Exercise description
Find the word "util" in the listing; pull out each line holding it.

________

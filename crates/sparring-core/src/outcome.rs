use std::{fmt, str::FromStr};

use serde::{Deserialize, Serialize};

use crate::ParseError;

/// Result of a finished game, seen from the learner's side of the board.
#[derive(Debug, Clone, Copy, PartialEq, Eq, Hash, Serialize, Deserialize)]
#[serde(rename_all = "lowercase")]
pub enum MatchOutcome {
    Win,
    Draw,
    Loss,
}

impl MatchOutcome {
    pub const ALL: [Self; 3] = [Self::Win, Self::Draw, Self::Loss];

    /// Game score: 1.0 for a win, 0.5 for a draw, 0.0 for a loss.
    #[must_use]
    pub const fn score(self) -> f32 {
        match self {
            Self::Win => 1.0,
            Self::Draw => 0.5,
            Self::Loss => 0.0,
        }
    }

    #[must_use]
    pub const fn as_str(self) -> &'static str {
        match self {
            Self::Win => "win",
            Self::Draw => "draw",
            Self::Loss => "loss",
        }
    }
}

impl fmt::Display for MatchOutcome {
    fn fmt(&self, f: &mut fmt::Formatter<'_>) -> fmt::Result {
        f.write_str(self.as_str())
    }
}

/// Accepts `win`/`draw`/`loss` (any case) and the shorthands `w`/`d`/`l`, `1`/`=`/`0`.
impl FromStr for MatchOutcome {
    type Err = ParseError;

    fn from_str(s: &str) -> Result<Self, Self::Err> {
        match s.trim().to_ascii_lowercase().as_str() {
            "win" | "w" | "1" => Ok(Self::Win),
            "draw" | "d" | "=" => Ok(Self::Draw),
            "loss" | "l" | "0" => Ok(Self::Loss),
            _ => Err(ParseError::UnknownOutcome {
                value: s.to_owned(),
            }),
        }
    }
}

#[cfg(test)]
mod tests {
    use super::*;

    #[test]
    fn test_parse_shorthands() {
        assert_eq!("W".parse::<MatchOutcome>().unwrap(), MatchOutcome::Win);
        assert_eq!("=".parse::<MatchOutcome>().unwrap(), MatchOutcome::Draw);
        assert_eq!(" loss".parse::<MatchOutcome>().unwrap(), MatchOutcome::Loss);
        assert!("resign".parse::<MatchOutcome>().is_err());
    }

    #[test]
    fn test_display_roundtrips_through_parse() {
        for outcome in MatchOutcome::ALL {
            assert_eq!(outcome.to_string().parse::<MatchOutcome>().unwrap(), outcome);
        }
    }
}
use std::path::PathBuf;

use sparring_analysis::generate_report;

use crate::{schema::Envelope, util};

#[derive(Default, Debug, Clone, clap::Args)]
pub(crate) struct ReportArg {
    /// Progress snapshot JSON file
    #[arg(long)]
    progress: PathBuf,
    /// Output file path
    #[arg(long)]
    output: Option<PathBuf>,
}

pub(crate) fn run(arg: &ReportArg) -> anyhow::Result<()> {
    let ReportArg { progress, output } = arg;

    eprintln!("Loading progress from {}...", progress.display());
    let progress = util::read_progress_file(progress)?;
    let report = generate_report(&progress);
    eprintln!(
        "Report: {} weaknesses, {} recommendations",
        report.weaknesses.as_slice().len(),
        report.recommendations.len()
    );

    util::save_json(&Envelope::now(report), output.as_deref())
}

________

Task response
use crate::{schema::Envelope, util};
    let progress = util::read_progress_file(progress)?;
    util::save_json(&Envelope::now(report), output.as_deref())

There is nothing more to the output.